Editor’s Choice highlights Lancaster Physics research into 2D materials
Lancaster University research into novel two-dimensional materials has been selected as the cover image and Editor’s Choice by a scientific journal.
Wiley’s Advanced Materials Interfaces features the research on its front cover while the paper itself has been selected as an Editors' Choice, which features articles “handpicked by the editorial team to showcase the very best that the journal has to offer.”
The research, led by Professor of Nanoscience Oleg Kolosov and PhD student Sergio Gonzalez-Munoz, directly measures the heat conductivity of two-dimensional materials (2DMs) in what the journal describes as an “innovative approach”.
Two–dimensional materials are composed of stacks of nearly-perfect tightly bound atomic sheets connected by the weaker van der Walls forces. The typical examples are recently discovered graphene, molybdenum disulphide and the vast range of transition metal dichalcogenides.

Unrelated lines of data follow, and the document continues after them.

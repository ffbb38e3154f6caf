//! Classify command implementation.

use super::load_text;
use crate::cli::InputArgs;
use crate::error::Result;
use crate::output::Formatter;
use docflow_pipeline::{DocumentPipeline, Utf8TextSource};

/// Execute the classify command.
pub fn execute_classify(
    args: InputArgs,
    pipeline: &DocumentPipeline,
    source: &Utf8TextSource,
    formatter: &Formatter,
) -> Result<()> {
    let text = load_text(&args.input, source)?;
    let result = pipeline.classify(&text);
    println!("{}", formatter.format_classification(&result)?);
    Ok(())
}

These are known for their record-breaking electronic and mechanical properties as well as their unique ability to manipulate heat conductance.
In particular, the heat conductivity of 2DMs is key to developing novel highly efficient thermoelectrics but the problem is that it is practically impossible to measure thermal conductivity in the nanoscale thin layers of 2DMs.

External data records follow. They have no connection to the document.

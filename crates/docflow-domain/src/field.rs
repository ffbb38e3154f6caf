//! Field module - extracted values and the schemas that declare them

use serde::ser::SerializeMap;
use serde::{Deserialize, Serialize, Serializer};

/// A value located in the document text
#[derive(Debug, Clone, PartialEq, Serialize, Deserialize)]
#[serde(untagged)]
pub enum FieldValue {
    /// Presence flag
    Bool(bool),

    /// Whole number (counts, years)
    Integer(i64),

    /// Decimal number (amounts)
    Number(f64),

    /// Free text (identifiers, names, ISO dates)
    Text(String),

    /// Ordered list of terms
    List(Vec<String>),
}

impl FieldValue {
    /// Text content, if this is a text value
    pub fn as_text(&self) -> Option<&str> {
        match self {
            FieldValue::Text(s) => Some(s),
            _ => None,
        }
    }

    /// Numeric content; integers widen to `f64`
    pub fn as_number(&self) -> Option<f64> {
        match self {
            FieldValue::Number(n) => Some(*n),
            FieldValue::Integer(i) => Some(*i as f64),
            _ => None,
        }
    }

    /// Integer content, if this is an integer value
    pub fn as_integer(&self) -> Option<i64> {
        match self {
            FieldValue::Integer(i) => Some(*i),
            _ => None,
        }
    }

    /// Boolean content, if this is a flag
    pub fn as_bool(&self) -> Option<bool> {
        match self {
            FieldValue::Bool(b) => Some(*b),
            _ => None,
        }
    }

    /// List content, if this is a list value
    pub fn as_list(&self) -> Option<&[String]> {
        match self {
            FieldValue::List(items) => Some(items),
            _ => None,
        }
    }
}

impl From<String> for FieldValue {
    fn from(s: String) -> Self {
        FieldValue::Text(s)
    }
}

impl From<&str> for FieldValue {
    fn from(s: &str) -> Self {
        FieldValue::Text(s.to_string())
    }
}

impl From<f64> for FieldValue {
    fn from(n: f64) -> Self {
        FieldValue::Number(n)
    }
}

impl From<i64> for FieldValue {
    fn from(i: i64) -> Self {
        FieldValue::Integer(i)
    }
}

impl From<bool> for FieldValue {
    fn from(b: bool) -> Self {
        FieldValue::Bool(b)
    }
}

impl From<Vec<String>> for FieldValue {
    fn from(items: Vec<String>) -> Self {
        FieldValue::List(items)
    }
}

/// A pure function locating one field in raw text
pub type ExtractionStrategy = fn(&str) -> Option<FieldValue>;

/// A named field and the strategy that extracts it
///
/// Field names are stable identifiers shared with persistence (`invoice_no`,
/// `due_date`, ...).
#[derive(Debug, Clone, Copy)]
pub struct FieldSchema {
    /// Stable field identifier
    pub name: &'static str,

    /// Strategy run against the raw text
    pub strategy: ExtractionStrategy,
}

impl FieldSchema {
    /// Declare a field
    pub const fn new(name: &'static str, strategy: ExtractionStrategy) -> Self {
        Self { name, strategy }
    }
}

/// Every declared field of a category, each with an optional value
///
/// Keys keep declaration order. A field the strategy could not locate is
/// present with `None`; it is never missing.
#[derive(Debug, Clone, Default, PartialEq)]
pub struct ExtractedFieldSet {
    entries: Vec<(String, Option<FieldValue>)>,
}

impl ExtractedFieldSet {
    /// Create an empty field set
    pub fn new() -> Self {
        Self::default()
    }

    /// Create a field set declaring every schema field as absent
    pub fn declared(schema: &[FieldSchema]) -> Self {
        Self {
            entries: schema.iter().map(|f| (f.name.to_string(), None)).collect(),
        }
    }

    /// Set a field, replacing any previous value
    pub fn insert(&mut self, name: impl Into<String>, value: Option<FieldValue>) {
        let name = name.into();
        match self.entries.iter_mut().find(|(n, _)| *n == name) {
            Some(entry) => entry.1 = value,
            None => self.entries.push((name, value)),
        }
    }

    /// Value of a field; `None` when absent or undeclared
    pub fn get(&self, name: &str) -> Option<&FieldValue> {
        self.entries
            .iter()
            .find(|(n, _)| n == name)
            .and_then(|(_, v)| v.as_ref())
    }

    /// Whether the field is declared (regardless of value)
    pub fn contains_field(&self, name: &str) -> bool {
        self.entries.iter().any(|(n, _)| n == name)
    }

    /// Declared field names in order
    pub fn field_names(&self) -> impl Iterator<Item = &str> {
        self.entries.iter().map(|(n, _)| n.as_str())
    }

    /// Iterate over `(name, value)` pairs in declaration order
    pub fn iter(&self) -> impl Iterator<Item = (&str, Option<&FieldValue>)> {
        self.entries.iter().map(|(n, v)| (n.as_str(), v.as_ref()))
    }

    /// Number of declared fields
    pub fn len(&self) -> usize {
        self.entries.len()
    }

    /// Whether no fields are declared
    pub fn is_empty(&self) -> bool {
        self.entries.is_empty()
    }

    /// Number of fields holding a value
    pub fn found_count(&self) -> usize {
        self.entries.iter().filter(|(_, v)| v.is_some()).count()
    }
}

impl Serialize for ExtractedFieldSet {
    fn serialize<S: Serializer>(&self, serializer: S) -> Result<S::Ok, S::Error> {
        let mut map = serializer.serialize_map(Some(self.entries.len()))?;
        for (name, value) in &self.entries {
            map.serialize_entry(name, value)?;
        }
        map.end()
    }
}

#[cfg(test)]
mod tests {
    use super::*;

    fn always_found(_: &str) -> Option<FieldValue> {
        Some(FieldValue::from("x"))
    }

    fn never_found(_: &str) -> Option<FieldValue> {
        None
    }

    const SCHEMA: [FieldSchema; 2] = [
        FieldSchema::new("first", always_found),
        FieldSchema::new("second", never_found),
    ];

    #[test]
    fn test_declared_fields_start_absent() {
        let fields = ExtractedFieldSet::declared(&SCHEMA);
        assert_eq!(fields.len(), 2);
        assert!(fields.contains_field("first"));
        assert!(fields.get("first").is_none());
        assert_eq!(fields.found_count(), 0);
    }

    #[test]
    fn test_insert_replaces_in_place() {
        let mut fields = ExtractedFieldSet::declared(&SCHEMA);
        fields.insert("second", Some(FieldValue::Integer(3)));
        fields.insert("second", Some(FieldValue::Integer(4)));

        let names: Vec<&str> = fields.field_names().collect();
        assert_eq!(names, vec!["first", "second"]);
        assert_eq!(fields.get("second").and_then(FieldValue::as_integer), Some(4));
    }

    #[test]
    fn test_serializes_absent_as_null() {
        let mut fields = ExtractedFieldSet::declared(&SCHEMA);
        fields.insert("first", Some(FieldValue::Number(1500.0)));
        let json = serde_json::to_string(&fields).unwrap();
        assert_eq!(json, r#"{"first":1500.0,"second":null}"#);
    }

    #[test]
    fn test_value_accessors() {
        assert_eq!(FieldValue::Integer(5).as_number(), Some(5.0));
        assert_eq!(FieldValue::from(true).as_bool(), Some(true));
        assert_eq!(FieldValue::from("abc").as_text(), Some("abc"));
        assert!(FieldValue::from("abc").as_list().is_none());
        let list = FieldValue::from(vec!["Go".to_string()]);
        assert_eq!(list.as_list().map(|l| l.len()), Some(1));
    }
}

The researchers resolved this challenge by developing novel scanning thermal microscopy approach allowing to directly measure the heat conductivity for both the in-plane and cross-plane directions of two-dimensional materials. Both planes are very different due to the atomic structure of the material.

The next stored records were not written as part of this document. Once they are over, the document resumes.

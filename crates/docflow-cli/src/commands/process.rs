//! Process command implementation.

use super::read_input;
use crate::cli::InputArgs;
use crate::error::Result;
use crate::output::Formatter;
use docflow_pipeline::{DocumentPipeline, Utf8TextSource};

/// Execute the process command.
pub fn execute_process(
    args: InputArgs,
    pipeline: &DocumentPipeline,
    source: &Utf8TextSource,
    formatter: &Formatter,
) -> Result<()> {
    let bytes = read_input(&args.input)?;
    let doc = pipeline.process_bytes(source, &bytes)?;
    println!("{}", formatter.format_document(&doc)?);
    Ok(())
}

Professor Kolosov said: “This work explains the origin of the record breaking thermoelectric performance of multi-layered structures of two-dimensional materials which we researchers described in an earlier paper.
“We enable such measurements and demonstrated this with the example of the potentially highly performing 2DM thermoelectric indium selenide (InSe).”
He said the research had implications for future technological development.
“This work paves the way for creating efficient waste heat scavengers generating cheap electricity, new compact fridges, and advanced optical and microwave sensors and cameras.